The reviews of the cycle's premiere were "all favourable and encouraging", according to Finzi's biographer, Diana McVeagh. A critic in The Musical Times reviewed the published score in 1926 and described it as "a highly interesting work" and went on to write: "It is true that the music is vitally influenced by Vaughan Williams, but the composer uses the idiom with imagination and sensitiveness." However, Finzi remained dissatisfied with the work. In 1934, he withdrew it from publication and had Curwen's plates and remaining stock destroyed. He also asked Curwen to withdraw three of his earlier songs which included "The Cupboard", a setting of a Robert Graves poem.

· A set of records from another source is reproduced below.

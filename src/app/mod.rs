//! Application core: pure domain logic, zero I/O.
//!
//! This module holds the controller's orchestration: one poll cycle reads
//! the inputs, debounces the buttons, evaluates both channels' limit
//! switches and state machines, and drives the outputs.  All interaction
//! with hardware happens through the **port traits** in [`ports`], keeping
//! this layer fully testable without real peripherals.

pub mod commands;
pub mod events;
pub mod ports;
pub mod service;
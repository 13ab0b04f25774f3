//! Per-channel cover state machine.
//!
//! One [`CoverFsm`] exists per motor channel and is the only writer of that
//! channel's [`CoverState`].  Each poll cycle feeds it two kinds of input,
//! in this order:
//!
//! ```text
//!   LimitCondition ──▶ apply_limits()  ── Fault? ──▶ (cycle ends, Unknown)
//!                                          │
//!   CoverCommand(s) ─────────────────▶ apply_command()
//!                                          │
//!   blink phase ─────────────────────▶ outputs()  ──▶ relays + indicator
//! ```
//!
//! `Open` and `Closed` can only be asserted by the limit switches;
//! `Opening` and `Closing` only by a command.

pub mod states;

use crate::app::commands::CoverCommand;
use crate::sensors::limit_switch::LimitCondition;
use states::ChannelOutputs;

// ---------------------------------------------------------------------------
// Channel identity
// ---------------------------------------------------------------------------

/// Motor channel.  Both channels share the push buttons but have their own
/// limit switches, relays, and indicator.
#[derive(Debug, Clone, Copy, PartialEq, Eq, Hash)]
#[repr(u8)]
pub enum Channel {
    /// Motor M1.
    A = 0,
    /// Motor M2.
    B = 1,
}

impl Channel {
    pub const COUNT: usize = 2;
    pub const ALL: [Channel; Channel::COUNT] = [Channel::A, Channel::B];

    pub const fn index(self) -> usize {
        self as usize
    }
}

// ---------------------------------------------------------------------------
// State identity
// ---------------------------------------------------------------------------

#[derive(Debug, Clone, Copy, PartialEq, Eq, Hash)]
#[repr(u8)]
pub enum CoverState {
    /// Commanded halt; position not known.
    Stopped = 0,
    Opening = 1,
    Closing = 2,
    /// Top limit switch active.
    Open = 3,
    /// Bottom limit switch active.
    Closed = 4,
    /// No motion history yet, left a limit without a command, or wiring fault.
    Unknown = 5,
}

impl CoverState {
    /// Total number of states, used to size the output table.
    pub const COUNT: usize = 6;

    /// Name shown on the diagnostic output (`STOP`, `OPENING`, ...).
    pub fn name(self) -> &'static str {
        states::descriptor(self).name
    }
}

/// Result of the limit-switch stage of a cycle.
#[derive(Debug, Clone, Copy, PartialEq, Eq)]
pub enum LimitOutcome {
    /// Both switches active: forced to `Unknown`, commands are skipped.
    Fault,
    /// A limit rule moved the state.
    Transition(CoverState),
    Unchanged,
}

// ---------------------------------------------------------------------------
// State machine
// ---------------------------------------------------------------------------

#[derive(Debug, Clone)]
pub struct CoverFsm {
    channel: Channel,
    state: CoverState,
}

impl CoverFsm {
    /// A fresh channel starts in `Unknown`: nothing has been observed yet.
    pub fn new(channel: Channel) -> Self {
        Self {
            channel,
            state: CoverState::Unknown,
        }
    }

    pub fn channel(&self) -> Channel {
        self.channel
    }

    pub fn state(&self) -> CoverState {
        self.state
    }

    /// Evaluate the limit-switch rules.  First match wins:
    ///
    /// 1. both active → `Unknown` (fault)
    /// 2. top active, not `Closing`, not `Open` → `Open`
    /// 3. bottom active, not `Opening`, not `Closed` → `Closed`
    /// 4. top inactive while `Open` → `Unknown`
    /// 5. bottom inactive while `Closed` → `Unknown`
    pub fn apply_limits(&mut self, condition: LimitCondition) -> LimitOutcome {
        if condition == LimitCondition::Fault {
            self.state = CoverState::Unknown;
            return LimitOutcome::Fault;
        }

        let top = condition.top_active();
        let bottom = condition.bottom_active();
        let next = match self.state {
            s if top && !matches!(s, CoverState::Closing | CoverState::Open) => {
                Some(CoverState::Open)
            }
            s if bottom && !matches!(s, CoverState::Opening | CoverState::Closed) => {
                Some(CoverState::Closed)
            }
            CoverState::Open if !top => Some(CoverState::Unknown),
            CoverState::Closed if !bottom => Some(CoverState::Unknown),
            _ => None,
        };

        match next {
            Some(state) => {
                self.state = state;
                LimitOutcome::Transition(state)
            }
            None => LimitOutcome::Unchanged,
        }
    }

    /// Apply a command derived from a button event.  Returns `true` if the
    /// state changed.
    pub fn apply_command(&mut self, command: CoverCommand) -> bool {
        let next = match (command, self.state) {
            // Already at the limit the command drives towards.
            (CoverCommand::Open, CoverState::Open) | (CoverCommand::Close, CoverState::Closed) => {
                return false;
            }
            (CoverCommand::Open, _) => CoverState::Opening,
            (CoverCommand::Close, _) => CoverState::Closing,
            // Nothing is moving and no position is known, so there is
            // nothing to halt.
            (CoverCommand::Stop, CoverState::Unknown) => return false,
            (CoverCommand::Stop, _) => CoverState::Stopped,
        };

        let changed = next != self.state;
        self.state = next;
        changed
    }

    /// Outputs for the current state given this cycle's blink phase.
    pub fn outputs(&self, blink_phase: bool) -> ChannelOutputs {
        ChannelOutputs::resolve(self.state, blink_phase)
    }
}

In April 1934 Finzi wrote about the withdrawal in a letter to his friend Howard Ferguson: "They are all really bad works, though I may one day revise Footpath and Stile." In 1941, Finzi revised two of the songs from the cycle, "Paying Calls" and "The Oxen". That year he wrote in his personal catalogue of works that apart from those revised songs, "the original withdrawn edition should be utterly forgotten" and labelled it as a "premature publication".

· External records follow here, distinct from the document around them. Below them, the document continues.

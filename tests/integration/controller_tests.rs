//! Integration tests for the ControllerService → CoverFsm → actuators
//! pipeline.
//!
//! These run on the host (x86_64) and drive the full poll cycle (raw
//! levels in, relay and lamp commands out) against the mock adapters.

use crate::mock_hw::{ActuatorCall, Rig};

use dualcover::app::commands::ButtonId;
use dualcover::app::events::AppEvent;
use dualcover::error::{Error, InputError, SafetyFault};
use dualcover::fsm::states::Drive;
use dualcover::fsm::{Channel, CoverState};

const A: Channel = Channel::A;
const B: Channel = Channel::B;

/// Put `channel`'s cover on its top limit.
fn open_fully(rig: &mut Rig, channel: Channel) {
    rig.hw.set_limits(channel, true, false);
    rig.cycle();
    assert_eq!(rig.state(channel), CoverState::Open);
}

// ── Startup ───────────────────────────────────────────────────

#[test]
fn starts_unknown_with_relays_off() {
    let mut rig = Rig::new();
    assert_eq!(
        rig.sink.events[0],
        AppEvent::Started {
            initial: CoverState::Unknown
        }
    );
    rig.cycle();
    for ch in Channel::ALL {
        assert_eq!(rig.state(ch), CoverState::Unknown);
        assert_eq!(rig.hw.drive(ch), Some(Drive::Off));
    }
    assert!(rig.sink.transitions(A).is_empty());
}

#[test]
fn unknown_indicator_follows_blink_phase() {
    let mut rig = Rig::new();
    rig.cycle();
    assert!(!rig.hw.indicator(A));
    rig.blink.toggle();
    rig.cycle();
    assert!(rig.hw.indicator(A));
    assert!(rig.hw.indicator(B));
}

// ── Fault handling ────────────────────────────────────────────

#[test]
fn both_switches_active_forces_unknown_from_motion() {
    let mut rig = Rig::new();
    rig.press(ButtonId::Open);
    assert_eq!(rig.state(A), CoverState::Opening);
    assert_eq!(rig.hw.drive(A), Some(Drive::OutputA));

    rig.hw.set_limits(A, true, true);
    rig.cycle();

    assert_eq!(rig.state(A), CoverState::Unknown);
    assert_eq!(rig.hw.drive(A), Some(Drive::Off));
    assert!(rig
        .sink
        .events
        .contains(&AppEvent::FaultDetected(SafetyFault::LimitConflictA)));
    assert_eq!(rig.app.fault_flags(), SafetyFault::LimitConflictA.mask());

    // The other channel keeps moving.
    assert_eq!(rig.state(B), CoverState::Opening);
    assert_eq!(rig.hw.drive(B), Some(Drive::OutputA));
}

#[test]
fn fault_from_every_steady_state_lands_in_unknown() {
    let setups: [fn(&mut Rig); 3] = [
        |r| r.click(ButtonId::Close),
        |r| open_fully(r, A),
        |r| {
            r.click(ButtonId::Open);
            r.click(ButtonId::Stop);
        },
    ];
    for setup in setups {
        let mut rig = Rig::new();
        setup(&mut rig);
        rig.hw.set_limits(A, true, true);
        rig.cycle();
        assert_eq!(rig.state(A), CoverState::Unknown);
        assert_eq!(rig.hw.drive(A), Some(Drive::Off));
    }
}

#[test]
fn faulted_channel_ignores_buttons_until_cleared() {
    let mut rig = Rig::new();
    rig.hw.set_limits(A, true, true);
    rig.cycle();

    rig.press(ButtonId::Open);
    assert_eq!(rig.state(A), CoverState::Unknown);
    assert_eq!(rig.state(B), CoverState::Opening);

    rig.hw.set_limits(A, false, false);
    rig.cycle();
    assert!(rig
        .sink
        .events
        .contains(&AppEvent::FaultCleared(SafetyFault::LimitConflictA)));
    assert_eq!(rig.app.fault_flags(), 0);
    // Recovery needs a fresh, unambiguous event.
    assert_eq!(rig.state(A), CoverState::Unknown);

    rig.release(ButtonId::Open);
    rig.press(ButtonId::Open);
    assert_eq!(rig.state(A), CoverState::Opening);
}

// ── Limit switches ────────────────────────────────────────────

#[test]
fn open_is_only_reached_through_the_top_switch() {
    let mut rig = Rig::new();
    rig.press(ButtonId::Open);
    assert_eq!(rig.state(A), CoverState::Opening);

    rig.hw.set_limits(A, true, false);
    rig.cycle();
    assert_eq!(rig.state(A), CoverState::Open);
    assert_eq!(rig.hw.drive(A), Some(Drive::Off));
    assert!(!rig.hw.indicator(A));
    assert_eq!(rig.state(B), CoverState::Opening);
}

#[test]
fn closed_is_only_reached_through_the_bottom_switch() {
    let mut rig = Rig::new();
    rig.click(ButtonId::Close);
    assert_eq!(rig.state(B), CoverState::Closing);
    assert_eq!(rig.hw.drive(B), Some(Drive::OutputB));

    rig.hw.set_limits(B, false, true);
    rig.cycle();
    assert_eq!(rig.state(B), CoverState::Closed);
    assert_eq!(rig.hw.drive(B), Some(Drive::Off));
}

#[test]
fn closing_away_from_top_is_not_reported_open() {
    let mut rig = Rig::new();
    open_fully(&mut rig, A);
    rig.click(ButtonId::Close);
    assert_eq!(rig.state(A), CoverState::Closing);

    // Top switch still pressed while the cover starts moving down.
    rig.cycle();
    assert_eq!(rig.state(A), CoverState::Closing);

    rig.hw.set_limits(A, false, false);
    rig.cycle();
    assert_eq!(rig.state(A), CoverState::Closing);
}

#[test]
fn closed_holds_while_bottom_active_then_goes_unknown() {
    let mut rig = Rig::new();
    rig.hw.set_limits(A, false, true);
    rig.cycle();
    assert_eq!(rig.state(A), CoverState::Closed);

    for _ in 0..5 {
        rig.cycle();
    }
    assert_eq!(rig.state(A), CoverState::Closed);

    rig.hw.set_limits(A, false, false);
    rig.cycle();
    assert_eq!(rig.state(A), CoverState::Unknown);
    assert_eq!(
        rig.sink.transitions(A),
        [
            (CoverState::Unknown, CoverState::Closed),
            (CoverState::Closed, CoverState::Unknown)
        ]
    );
}

#[test]
fn normally_closed_switches_read_inverted() {
    let mut rig = Rig::new();
    rig.hw.set_normally_closed(A, true);
    rig.hw.set_limits(A, true, false);
    rig.hw.set_limits(B, true, false);
    rig.cycle();

    assert_eq!(rig.state(A), CoverState::Open);
    assert_eq!(rig.state(B), CoverState::Open);
    // Same logical condition, opposite raw levels.
    assert_ne!(rig.hw.raw.limits[0], rig.hw.raw.limits[1]);
}

#[test]
fn rewiring_a_jumper_takes_effect_next_cycle() {
    let mut rig = Rig::new();
    rig.hw.set_limits(A, true, false);
    rig.cycle();
    assert_eq!(rig.state(A), CoverState::Open);

    // Levels untouched; only the interpretation flips.
    rig.hw.set_normally_closed(A, true);
    rig.cycle();
    assert_eq!(rig.state(A), CoverState::Closed);

    let jumper_events = rig
        .sink
        .events
        .iter()
        .filter(|e| matches!(e, AppEvent::JumpersChanged(_)))
        .count();
    assert_eq!(jumper_events, 2);
    let settings = rig.app.jumper_settings().unwrap();
    assert!(settings.channel(A).uses_normally_closed_limit_switches);
    assert!(!settings.channel(B).uses_normally_closed_limit_switches);
}

// ── Buttons ───────────────────────────────────────────────────

#[test]
fn open_press_drives_both_channels_even_from_closed() {
    let mut rig = Rig::new();
    rig.hw.set_limits(B, false, true);
    rig.cycle();
    assert_eq!(rig.state(B), CoverState::Closed);

    rig.press(ButtonId::Open);
    assert_eq!(rig.state(A), CoverState::Opening);
    assert_eq!(rig.state(B), CoverState::Opening);
    assert_eq!(rig.hw.drive(B), Some(Drive::OutputA));
}

#[test]
fn latched_release_keeps_moving() {
    let mut rig = Rig::new();
    rig.press(ButtonId::Open);
    rig.release(ButtonId::Open);
    assert_eq!(rig.state(A), CoverState::Opening);
    assert_eq!(rig.state(B), CoverState::Opening);
}

#[test]
fn hold_to_move_release_stops() {
    let mut rig = Rig::new();
    rig.hw.set_hold_to_move(true, false);
    rig.press(ButtonId::Open);
    assert_eq!(rig.state(A), CoverState::Opening);
    rig.release(ButtonId::Open);
    assert_eq!(rig.state(A), CoverState::Stopped);
    assert_eq!(rig.state(B), CoverState::Stopped);
    assert_eq!(rig.hw.drive(A), Some(Drive::Off));
}

#[test]
fn hold_mode_is_per_direction() {
    let mut rig = Rig::new();
    rig.hw.set_hold_to_move(true, false);
    rig.click(ButtonId::Close);
    assert_eq!(rig.state(A), CoverState::Closing);
}

#[test]
fn hold_release_on_unknown_channel_is_ignored() {
    let mut rig = Rig::new();
    rig.hw.set_hold_to_move(true, true);
    rig.press(ButtonId::Open);
    rig.hw.set_limits(A, true, true);
    rig.cycle();
    rig.hw.set_limits(A, false, false);
    rig.cycle();
    assert_eq!(rig.state(A), CoverState::Unknown);

    rig.release(ButtonId::Open);
    assert_eq!(rig.state(A), CoverState::Unknown);
    assert_eq!(rig.state(B), CoverState::Stopped);
}

#[test]
fn stop_on_unknown_stays_unknown() {
    let mut rig = Rig::new();
    rig.click(ButtonId::Stop);
    for ch in Channel::ALL {
        assert_eq!(rig.state(ch), CoverState::Unknown);
        assert!(rig.sink.transitions(ch).is_empty());
    }
}

#[test]
fn stop_arrests_motion() {
    let mut rig = Rig::new();
    rig.click(ButtonId::Close);
    rig.click(ButtonId::Stop);
    assert_eq!(rig.state(A), CoverState::Stopped);
    assert_eq!(rig.hw.drive(A), Some(Drive::Off));
    assert!(!rig.hw.indicator(A));
}

#[test]
fn stopped_then_open_energizes_a_and_flashes() {
    let mut rig = Rig::new();
    rig.click(ButtonId::Open);
    rig.click(ButtonId::Stop);
    assert_eq!(rig.state(A), CoverState::Stopped);

    rig.hw.calls.clear();
    rig.press(ButtonId::Open);
    assert_eq!(rig.state(A), CoverState::Opening);
    assert!(rig.hw.calls.contains(&ActuatorCall::EnergizeA(A)));
    assert!(!rig.hw.calls.contains(&ActuatorCall::EnergizeB(A)));

    let before = rig.hw.indicator(A);
    assert_eq!(before, rig.blink.phase());
    rig.blink.toggle();
    rig.cycle();
    assert_eq!(rig.hw.indicator(A), !before);
    // Both channels show the same phase.
    assert_eq!(rig.hw.indicator(B), rig.hw.indicator(A));
}

#[test]
fn simultaneous_presses_apply_stop_last() {
    let mut rig = Rig::new();
    rig.hw.set_button(ButtonId::Open, true);
    rig.hw.set_button(ButtonId::Close, true);
    rig.hw.set_button(ButtonId::Stop, true);
    rig.settle();
    assert_eq!(rig.state(A), CoverState::Stopped);
    // One diagnostic for the net change.
    assert_eq!(
        rig.sink.transitions(A),
        [(CoverState::Unknown, CoverState::Stopped)]
    );
}

#[test]
fn bounce_shorter_than_window_is_ignored() {
    let mut rig = Rig::new();
    for i in 0..40 {
        rig.hw.set_button(ButtonId::Open, i % 4 < 2);
        rig.cycle();
    }
    rig.hw.set_button(ButtonId::Open, false);
    rig.settle();
    assert_eq!(rig.state(A), CoverState::Unknown);
    assert!(rig.sink.transitions(A).is_empty());
}

#[test]
fn one_diagnostic_per_transition() {
    let mut rig = Rig::new();
    rig.press(ButtonId::Open);
    for _ in 0..50 {
        rig.cycle();
    }
    assert_eq!(
        rig.sink.transitions(A),
        [(CoverState::Unknown, CoverState::Opening)]
    );
}

// ── Input failures ────────────────────────────────────────────

#[test]
fn failed_read_kills_outputs_and_keeps_state() {
    let mut rig = Rig::new();
    rig.press(ButtonId::Open);
    assert_eq!(rig.hw.drive(A), Some(Drive::OutputA));

    rig.hw.fail_reads = true;
    rig.cycle();
    assert_eq!(rig.state(A), CoverState::Opening);
    assert_eq!(rig.hw.drive(A), Some(Drive::Off));
    assert_eq!(rig.hw.drive(B), Some(Drive::Off));
    assert_eq!(
        rig.sink.events.last(),
        Some(&AppEvent::InputFailure(Error::Input(InputError::LimitSwitch(A))))
    );

    rig.hw.fail_reads = false;
    rig.cycle();
    assert_eq!(rig.hw.drive(A), Some(Drive::OutputA));
}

In 1981, 25 years after Finzi's death, Boosey & Hawkes re-issued the full score of By Footpath and Stile with his 1941 revisions and edited by Howard Ferguson. The cycle did not receive its first commercial recording until 2006 when Roderick Williams and the Sacconi Quartet recorded it on the Naxos label. It was recorded again in 2012 by Marcus Farnsworth and the Finzi Quartet on the Resonus label. Resonus re-issued the recording in 2019.

==21st-century critical reception==
Critical reaction, based on the only two recordings (of 2006 and 2012), has been largely positive, while noting the composer's relative immaturity. Andrew Clements called the quartet writing "rather stodgy" and said that the vocal lines "only intermittently seem personal", but also said that the subject matter (death and transience) is totally characteristic of Finzi's later work. According to an anonymous writer for Boosey & Hawkes, "The music reflects a youthful composer’s intuitive response to poems which were themselves newly published but Finzi’s musical hallmarks are already evident, even if they are not as sophisticated in their presentation as in the songs which were to follow. The collection forms an important first milestone". Greg Keane called the cycle "precocious", and the musical idiom "an acquired taste", but said that the work stopped short of being "impossibly arty". Jeremy Dibble found the cycle more modal than many of Finzi's later works, and noted a debt to Vaughan Williams's 1909 cycle On Wenlock Edge (for tenor, piano and string quartet). Colin Anderson wrote, "By Footpath and Stile is word-setting and Nature-painting at its most-haunting; music of atmosphere and rapture". An anonymous critic in BBC Music Magazine called the cycle "striking", "impressive in Finzi's equable way", and "responding memorably to the cool-climate vividness of the poems".